//! Cramer's rule
//!
//! `x_i = det(A_i) / det(A)` where `A_i` is `A` with column `i` replaced by
//! `b`. Each unknown is an independent task; results are collected in index
//! order so every slot of the solution is written by exactly one task.

use crate::config::SolverConfig;
use crate::determinant::{cofactor_expansion, determinant};
use crate::error::{CramerError, Result};
use crate::loader::load_system;
use crate::parallel::{is_parallel_available, map_indexed_with};
use crate::system::LinearSystem;
use ndarray::{Array1, Array2, ArrayView1, ArrayView2};
use serde::{Deserialize, Serialize};
use std::path::Path;

/// Largest dimension that cofactor expansion handles in reasonable time
pub const PRACTICAL_DIMENSION_LIMIT: usize = 10;

/// Whether a system of dimension `n` is past [`PRACTICAL_DIMENSION_LIMIT`]
pub fn exceeds_practical_limit(n: usize) -> bool {
    n > PRACTICAL_DIMENSION_LIMIT
}

/// Solution of a linear system
#[derive(Debug, Clone, PartialEq, Serialize, Deserialize)]
pub struct CramerSolution {
    /// Solution vector, in unknown order
    #[serde(with = "plain_vector")]
    pub x: Array1<f64>,
    /// Determinant of the coefficient matrix
    pub determinant: f64,
}

/// `Array1` as a bare JSON list rather than ndarray's `{v, dim, data}` form
mod plain_vector {
    use ndarray::Array1;
    use serde::{Deserialize, Deserializer, Serializer};

    pub fn serialize<S: Serializer>(x: &Array1<f64>, s: S) -> Result<S::Ok, S::Error> {
        s.collect_seq(x.iter())
    }

    pub fn deserialize<'de, D: Deserializer<'de>>(d: D) -> Result<Array1<f64>, D::Error> {
        Vec::<f64>::deserialize(d).map(Array1::from_vec)
    }
}

impl CramerSolution {
    /// Largest absolute component of `Ax - b`
    pub fn residual(&self, system: &LinearSystem) -> f64 {
        let ax = system.matrix().dot(&self.x);
        (&ax - system.rhs())
            .iter()
            .fold(0.0_f64, |acc, r| acc.max(r.abs()))
    }
}

/// Copy of `a` with column `index` replaced by `b`
pub fn substitute_column(
    a: ArrayView2<'_, f64>,
    b: ArrayView1<'_, f64>,
    index: usize,
) -> Array2<f64> {
    let mut a_i = a.to_owned();
    a_i.column_mut(index).assign(&b);
    a_i
}

/// Value of unknown `index`, given the precomputed `det_a` (must be non-zero)
pub fn solve_variable(
    a: ArrayView2<'_, f64>,
    b: ArrayView1<'_, f64>,
    index: usize,
    det_a: f64,
) -> f64 {
    let a_i = substitute_column(a, b, index);
    cofactor_expansion(a_i.view()) / det_a
}

/// Solve `Ax = b` with Cramer's rule
pub fn solve(system: &LinearSystem, config: &SolverConfig) -> Result<CramerSolution> {
    let n = system.dim();
    if exceeds_practical_limit(n) {
        log::warn!(
            "{}x{} system: cofactor expansion grows factorially and may not finish",
            n,
            n
        );
    }

    let a = system.matrix().view();
    let b = system.rhs().view();

    let det_a = determinant(a)?;
    log::debug!("det(A) = {}", det_a);
    if det_a == 0.0 {
        return Err(CramerError::Singular);
    }

    let x = map_indexed_with(n, &config.parallel, |i| solve_variable(a, b, i, det_a))?;
    log::info!(
        "Solved {} unknowns ({})",
        n,
        if config.parallel.enabled && is_parallel_available() {
            "parallel"
        } else {
            "sequential"
        }
    );

    Ok(CramerSolution {
        x: Array1::from_vec(x),
        determinant: det_a,
    })
}

/// Load a system from `path`, check it is square and solve it
pub fn solve_file<P: AsRef<Path>>(path: P, config: &SolverConfig) -> Result<CramerSolution> {
    let system = load_system(path)?.into_square()?;
    solve(&system, config)
}
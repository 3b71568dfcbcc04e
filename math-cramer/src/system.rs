//! Linear system containers
//!
//! [`RawSystem`] is what the loader produces: rows of coefficients of any
//! length. [`LinearSystem`] is the validated square form the solver works on.

use crate::error::{CramerError, Result};
use ndarray::{Array1, Array2};
use serde::{Deserialize, Serialize};

/// Unvalidated system as read from text: one coefficient row and one
/// right-hand side value per equation.
#[derive(Debug, Clone, Default, PartialEq)]
pub struct RawSystem {
    /// Coefficient rows (may be ragged)
    pub rows: Vec<Vec<f64>>,
    /// Right-hand side values, one per row
    pub rhs: Vec<f64>,
}

impl RawSystem {
    /// Number of equations read
    pub fn num_equations(&self) -> usize {
        self.rows.len()
    }

    /// Check that every row has as many coefficients as there are rows and
    /// build the square system.
    pub fn into_square(self) -> Result<LinearSystem> {
        let n = self.rows.len();
        if n == 0 {
            return Err(CramerError::EmptySystem);
        }
        if let Some((row, cols)) = self
            .rows
            .iter()
            .map(Vec::len)
            .enumerate()
            .find(|&(_, len)| len != n)
        {
            return Err(CramerError::NotSquare { rows: n, row, cols });
        }

        let flat: Vec<f64> = self.rows.into_iter().flatten().collect();
        let a = Array2::from_shape_vec((n, n), flat).map_err(|_| CramerError::NotSquare {
            rows: n,
            row: 0,
            cols: n,
        })?;
        LinearSystem::new(a, Array1::from_vec(self.rhs))
    }
}

/// Square linear system `Ax = b`
#[derive(Debug, Clone, PartialEq, Serialize, Deserialize)]
pub struct LinearSystem {
    a: Array2<f64>,
    b: Array1<f64>,
}

impl LinearSystem {
    /// Create a system, checking that `a` is square and `b` matches it.
    pub fn new(a: Array2<f64>, b: Array1<f64>) -> Result<Self> {
        let n = a.nrows();
        if n == 0 {
            return Err(CramerError::EmptySystem);
        }
        if a.ncols() != n {
            return Err(CramerError::NotSquare {
                rows: n,
                row: 0,
                cols: a.ncols(),
            });
        }
        if b.len() != n {
            return Err(CramerError::DimensionMismatch {
                expected: n,
                got: b.len(),
            });
        }
        Ok(Self { a, b })
    }

    /// Coefficient matrix
    pub fn matrix(&self) -> &Array2<f64> {
        &self.a
    }

    /// Right-hand side
    pub fn rhs(&self) -> &Array1<f64> {
        &self.b
    }

    /// Number of unknowns
    pub fn dim(&self) -> usize {
        self.b.len()
    }
}
//! Solver configuration

use serde::{Deserialize, Serialize};

/// Parallel evaluation configuration
#[derive(Debug, Clone, PartialEq, Eq, Serialize, Deserialize)]
pub struct ParallelConfig {
    /// Solve the unknowns concurrently
    pub enabled: bool,
    /// Number of threads to use (None = use rayon default)
    pub num_threads: Option<usize>,
}

impl Default for ParallelConfig {
    fn default() -> Self {
        Self {
            enabled: true,
            num_threads: None,
        }
    }
}

impl ParallelConfig {
    /// Run every unknown on the calling thread
    pub fn sequential() -> Self {
        Self {
            enabled: false,
            num_threads: None,
        }
    }
}

/// Configuration for [`solve`](crate::solve)
#[derive(Debug, Clone, Default, PartialEq, Eq, Serialize, Deserialize)]
pub struct SolverConfig {
    /// How the per-unknown determinants are scheduled
    #[serde(default)]
    pub parallel: ParallelConfig,
}
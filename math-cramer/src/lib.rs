//! Small dense linear systems solved with Cramer's rule
//!
//! Each unknown is the ratio of two determinants computed by cofactor
//! expansion, and every unknown is solved as an independent parallel task.
//! The cost grows factorially with the dimension, which limits this crate to
//! systems of roughly ten unknowns.
//!
//! # Features
//!
//! - **Loader**: whitespace-separated text, one equation per line
//! - **Determinants**: recursive cofactor expansion along the first row
//! - **Parallelism**: one rayon task per unknown (`native` feature), sequential fallback
//! - **Reference check**: LU with partial pivoting to validate results
//!
//! # Example
//!
//! ```
//! use math_audio_cramer::{SolverConfig, parse_system, solve};
//!
//! let system = parse_system("2 1 5\n1 3 10\n")?.into_square()?;
//! let solution = solve(&system, &SolverConfig::default())?;
//! assert!((solution.x[0] - 1.0).abs() < 1e-12);
//! assert!((solution.x[1] - 3.0).abs() < 1e-12);
//! # Ok::<(), math_audio_cramer::CramerError>(())
//! ```

pub mod config;
pub mod cramer;
pub mod determinant;
pub mod error;
pub mod loader;
pub mod parallel;
pub mod reference;
pub mod system;

pub use config::{ParallelConfig, SolverConfig};
pub use cramer::{
    CramerSolution, PRACTICAL_DIMENSION_LIMIT, exceeds_practical_limit, solve, solve_file,
    solve_variable, substitute_column,
};
pub use determinant::{determinant, minor};
pub use error::{CramerError, Result};
pub use loader::{load_system, parse_reader, parse_system};
pub use reference::{LuFactorization, Verification, lu_factorize, lu_solve, verify};
pub use system::{LinearSystem, RawSystem};
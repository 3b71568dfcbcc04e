//! Reference solver
//!
//! LU factorization with partial pivoting. It is never used to produce a
//! Cramer solution; it only gives an independent answer to compare against.

use crate::error::{CramerError, Result};
use crate::system::LinearSystem;
use ndarray::{Array1, Array2};
use serde::Serialize;

/// Pivot magnitude below which the matrix is treated as singular
const PIVOT_TOLERANCE: f64 = 1e-30;

/// LU factorization result
///
/// Stores L and U factors along with pivot information
#[derive(Debug, Clone)]
pub struct LuFactorization {
    /// Combined L and U matrices (L is unit lower triangular, stored below diagonal)
    pub lu: Array2<f64>,
    /// Row permutation applied during pivoting
    pub pivots: Vec<usize>,
    /// Matrix dimension
    pub n: usize,
}

impl LuFactorization {
    /// Solve Ax = b using the pre-computed LU factorization
    pub fn solve(&self, b: &Array1<f64>) -> Result<Array1<f64>> {
        if b.len() != self.n {
            return Err(CramerError::DimensionMismatch {
                expected: self.n,
                got: b.len(),
            });
        }

        // Pb
        let mut x = Array1::from_iter(self.pivots.iter().map(|&p| b[p]));

        // Forward substitution: Ly = Pb
        for i in 0..self.n {
            for j in 0..i {
                x[i] -= self.lu[[i, j]] * x[j];
            }
        }

        // Backward substitution: Ux = y
        for i in (0..self.n).rev() {
            for j in (i + 1)..self.n {
                x[i] -= self.lu[[i, j]] * x[j];
            }
            let u_ii = self.lu[[i, i]];
            if u_ii.abs() < PIVOT_TOLERANCE {
                return Err(CramerError::Singular);
            }
            x[i] /= u_ii;
        }

        Ok(x)
    }
}

/// Compute LU factorization with partial pivoting
pub fn lu_factorize(a: &Array2<f64>) -> Result<LuFactorization> {
    let n = a.nrows();
    if n != a.ncols() {
        return Err(CramerError::NotSquare {
            rows: n,
            row: 0,
            cols: a.ncols(),
        });
    }

    let mut lu = a.clone();
    let mut pivots: Vec<usize> = (0..n).collect();

    for k in 0..n {
        // Find pivot
        let mut max_val = lu[[k, k]].abs();
        let mut max_row = k;
        for i in (k + 1)..n {
            let val = lu[[i, k]].abs();
            if val > max_val {
                max_val = val;
                max_row = i;
            }
        }

        if max_val < PIVOT_TOLERANCE {
            return Err(CramerError::Singular);
        }

        if max_row != k {
            for j in 0..n {
                lu.swap([k, j], [max_row, j]);
            }
            pivots.swap(k, max_row);
        }

        // Compute multipliers and eliminate
        let pivot = lu[[k, k]];
        for i in (k + 1)..n {
            let mult = lu[[i, k]] / pivot;
            lu[[i, k]] = mult;
            for j in (k + 1)..n {
                let update = mult * lu[[k, j]];
                lu[[i, j]] -= update;
            }
        }
    }

    Ok(LuFactorization { lu, pivots, n })
}

/// Solve Ax = b using LU decomposition
pub fn lu_solve(a: &Array2<f64>, b: &Array1<f64>) -> Result<Array1<f64>> {
    lu_factorize(a)?.solve(b)
}

/// Comparison of a solution against the reference solver
#[derive(Debug, Clone, Copy, Serialize)]
pub struct Verification {
    /// Largest absolute component of `Ax - b`
    pub residual: f64,
    /// Largest absolute difference from the LU solution
    pub max_deviation: f64,
}

/// Compare `x` with the LU solution of `system`
pub fn verify(system: &LinearSystem, x: &Array1<f64>) -> Result<Verification> {
    let reference = lu_solve(system.matrix(), system.rhs())?;
    let max_abs = |v: Array1<f64>| v.iter().fold(0.0_f64, |acc, r| acc.max(r.abs()));

    let residual = max_abs(system.matrix().dot(x) - system.rhs());
    let max_deviation = max_abs(x - &reference);
    log::info!(
        "Verification: residual = {:.3e}, max deviation from LU = {:.3e}",
        residual,
        max_deviation
    );
    Ok(Verification {
        residual,
        max_deviation,
    })
}

#[cfg(test)]
mod tests {
    use super::*;
    use approx::assert_relative_eq;
    use ndarray::array;

    #[test]
    fn test_lu_solve_real() {
        let a = array![[4.0_f64, 1.0], [1.0, 3.0],];
        let b = array![1.0_f64, 2.0];

        let x = lu_solve(&a, &b).expect("LU solve should succeed");

        // Verify: Ax = b
        let ax = a.dot(&x);
        for i in 0..2 {
            assert_relative_eq!(ax[i], b[i], epsilon = 1e-10);
        }
    }

    #[test]
    fn test_lu_needs_pivoting() {
        let a = array![[0.0, 1.0, 2.0], [1.0, 0.0, 3.0], [4.0, -3.0, 8.0]];
        let b = array![1.0, 2.0, 3.0];

        let x = lu_solve(&a, &b).expect("LU solve should succeed");
        let ax = a.dot(&x);
        for i in 0..3 {
            assert_relative_eq!(ax[i], b[i], epsilon = 1e-10);
        }
    }

    #[test]
    fn test_lu_singular() {
        let a = array![[1.0_f64, 2.0], [2.0, 4.0],];
        let b = array![1.0_f64, 2.0];
        assert!(matches!(lu_solve(&a, &b), Err(CramerError::Singular)));
    }

    #[test]
    fn test_lu_factorize_and_solve() {
        let a = array![[4.0_f64, 1.0, 0.0], [1.0, 3.0, 1.0], [0.0, 1.0, 2.0],];

        let factorization = lu_factorize(&a).expect("Factorization should succeed");

        // Solve multiple RHS
        for b in [array![1.0_f64, 2.0, 3.0], array![4.0_f64, 5.0, 6.0]] {
            let x = factorization.solve(&b).expect("Solve should succeed");
            let ax = a.dot(&x);
            for i in 0..3 {
                assert_relative_eq!(ax[i], b[i], epsilon = 1e-10);
            }
        }
    }

    #[test]
    fn test_verify_exact_solution() {
        let system = LinearSystem::new(array![[2.0, 1.0], [1.0, 3.0]], array![5.0, 10.0]).unwrap();
        let check = verify(&system, &array![1.0, 3.0]).unwrap();
        assert!(check.residual < 1e-12);
        assert!(check.max_deviation < 1e-12);
    }

    #[test]
    fn test_verify_wrong_solution() {
        let system = LinearSystem::new(array![[2.0, 1.0], [1.0, 3.0]], array![5.0, 10.0]).unwrap();
        let check = verify(&system, &array![1.0, 4.0]).unwrap();
        assert_relative_eq!(check.residual, 3.0, epsilon = 1e-12);
        assert_relative_eq!(check.max_deviation, 1.0, epsilon = 1e-12);
    }
}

Action item => Give back precisely the lines above that start at the line containing "Default, PartialEq, Eq, Serialize, Deserialize)]" and end at the line containing "filename math-cramer/src/lib.rs", inclusive. No other lines belong in the output.

Your solution =>
#[derive(Debug, Clone, Default, PartialEq, Eq, Serialize, Deserialize)]
pub struct SolverConfig {
    /// How the per-unknown determinants are scheduled
    #[serde(default)]
    pub parallel: ParallelConfig,
}
filename math-cramer/src/lib.rs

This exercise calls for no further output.